▶ _EXERCISE BRIEF_: Which lines of the records contain the word "Debug"? Show each of them.

Stored entries
────────────────────

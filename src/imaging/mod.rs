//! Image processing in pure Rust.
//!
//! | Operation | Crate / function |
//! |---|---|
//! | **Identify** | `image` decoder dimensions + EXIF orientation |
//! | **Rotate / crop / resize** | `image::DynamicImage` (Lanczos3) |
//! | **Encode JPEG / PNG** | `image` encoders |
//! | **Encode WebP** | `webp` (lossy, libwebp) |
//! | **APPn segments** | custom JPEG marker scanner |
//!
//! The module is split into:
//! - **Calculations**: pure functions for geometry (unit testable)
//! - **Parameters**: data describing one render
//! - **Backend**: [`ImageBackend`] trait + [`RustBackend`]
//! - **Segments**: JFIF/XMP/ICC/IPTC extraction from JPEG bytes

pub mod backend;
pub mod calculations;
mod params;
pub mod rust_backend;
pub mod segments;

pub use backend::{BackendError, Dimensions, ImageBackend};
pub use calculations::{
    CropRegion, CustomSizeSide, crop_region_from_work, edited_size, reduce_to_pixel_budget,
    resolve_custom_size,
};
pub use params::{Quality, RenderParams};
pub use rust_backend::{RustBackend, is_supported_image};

────────────────────

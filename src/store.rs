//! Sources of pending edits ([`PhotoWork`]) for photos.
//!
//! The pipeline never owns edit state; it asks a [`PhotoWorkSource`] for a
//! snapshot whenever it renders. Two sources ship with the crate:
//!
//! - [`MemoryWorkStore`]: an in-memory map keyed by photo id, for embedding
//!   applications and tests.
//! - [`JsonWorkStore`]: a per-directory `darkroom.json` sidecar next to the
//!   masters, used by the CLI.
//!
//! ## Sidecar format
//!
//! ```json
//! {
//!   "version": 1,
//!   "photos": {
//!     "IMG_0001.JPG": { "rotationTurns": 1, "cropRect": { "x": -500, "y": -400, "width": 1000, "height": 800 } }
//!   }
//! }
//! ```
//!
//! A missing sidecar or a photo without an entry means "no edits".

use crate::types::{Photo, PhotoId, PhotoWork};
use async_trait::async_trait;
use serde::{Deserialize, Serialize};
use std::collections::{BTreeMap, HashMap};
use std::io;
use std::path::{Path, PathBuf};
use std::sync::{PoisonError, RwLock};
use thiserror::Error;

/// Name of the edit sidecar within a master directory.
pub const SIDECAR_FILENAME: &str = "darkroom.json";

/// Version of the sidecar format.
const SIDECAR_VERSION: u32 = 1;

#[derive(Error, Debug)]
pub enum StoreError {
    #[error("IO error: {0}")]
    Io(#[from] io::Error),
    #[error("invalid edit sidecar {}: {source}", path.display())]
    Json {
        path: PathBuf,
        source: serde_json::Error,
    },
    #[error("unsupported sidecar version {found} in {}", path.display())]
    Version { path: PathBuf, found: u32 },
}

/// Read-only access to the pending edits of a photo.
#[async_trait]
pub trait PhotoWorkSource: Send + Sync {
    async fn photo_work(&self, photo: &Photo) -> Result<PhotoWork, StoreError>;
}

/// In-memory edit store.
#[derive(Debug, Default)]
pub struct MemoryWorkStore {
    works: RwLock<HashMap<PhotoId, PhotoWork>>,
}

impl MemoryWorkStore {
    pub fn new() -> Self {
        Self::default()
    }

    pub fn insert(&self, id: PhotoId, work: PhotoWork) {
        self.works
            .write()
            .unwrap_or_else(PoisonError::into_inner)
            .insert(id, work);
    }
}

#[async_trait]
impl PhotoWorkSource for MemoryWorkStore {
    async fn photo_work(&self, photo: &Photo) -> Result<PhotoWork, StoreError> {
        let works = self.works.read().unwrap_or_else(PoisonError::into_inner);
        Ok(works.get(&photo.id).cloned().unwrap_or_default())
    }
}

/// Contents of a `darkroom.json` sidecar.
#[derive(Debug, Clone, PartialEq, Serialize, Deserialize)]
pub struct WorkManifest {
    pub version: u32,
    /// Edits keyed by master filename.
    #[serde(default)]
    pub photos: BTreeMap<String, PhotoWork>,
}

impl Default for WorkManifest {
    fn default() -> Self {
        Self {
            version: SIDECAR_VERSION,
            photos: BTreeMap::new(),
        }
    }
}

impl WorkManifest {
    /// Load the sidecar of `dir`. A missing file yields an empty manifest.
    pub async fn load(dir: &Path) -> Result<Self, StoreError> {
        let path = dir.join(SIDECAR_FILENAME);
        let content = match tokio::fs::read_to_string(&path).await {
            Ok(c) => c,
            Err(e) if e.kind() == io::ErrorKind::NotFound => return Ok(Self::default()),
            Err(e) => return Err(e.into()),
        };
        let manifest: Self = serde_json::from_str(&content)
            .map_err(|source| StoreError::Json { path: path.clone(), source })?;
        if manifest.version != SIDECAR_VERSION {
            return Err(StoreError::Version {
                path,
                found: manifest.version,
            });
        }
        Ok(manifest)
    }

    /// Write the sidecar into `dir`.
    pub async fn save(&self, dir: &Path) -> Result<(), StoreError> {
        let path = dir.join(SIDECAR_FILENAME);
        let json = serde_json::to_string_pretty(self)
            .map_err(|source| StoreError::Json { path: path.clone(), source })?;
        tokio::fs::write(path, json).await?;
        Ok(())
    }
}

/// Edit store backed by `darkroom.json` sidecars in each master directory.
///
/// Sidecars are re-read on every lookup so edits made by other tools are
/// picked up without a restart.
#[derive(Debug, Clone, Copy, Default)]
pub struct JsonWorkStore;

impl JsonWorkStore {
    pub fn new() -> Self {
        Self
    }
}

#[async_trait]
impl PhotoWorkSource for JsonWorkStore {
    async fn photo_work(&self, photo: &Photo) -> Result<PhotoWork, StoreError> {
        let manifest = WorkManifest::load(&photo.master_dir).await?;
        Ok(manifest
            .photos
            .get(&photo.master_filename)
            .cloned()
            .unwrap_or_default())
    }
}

────────────────────

▶ _FINISHED TASK_:
#[derive(Error, Debug)]
#[derive(Debug, Default)]
#[derive(Debug, Clone, PartialEq, Serialize, Deserialize)]
#[derive(Debug, Clone, Copy, Default)]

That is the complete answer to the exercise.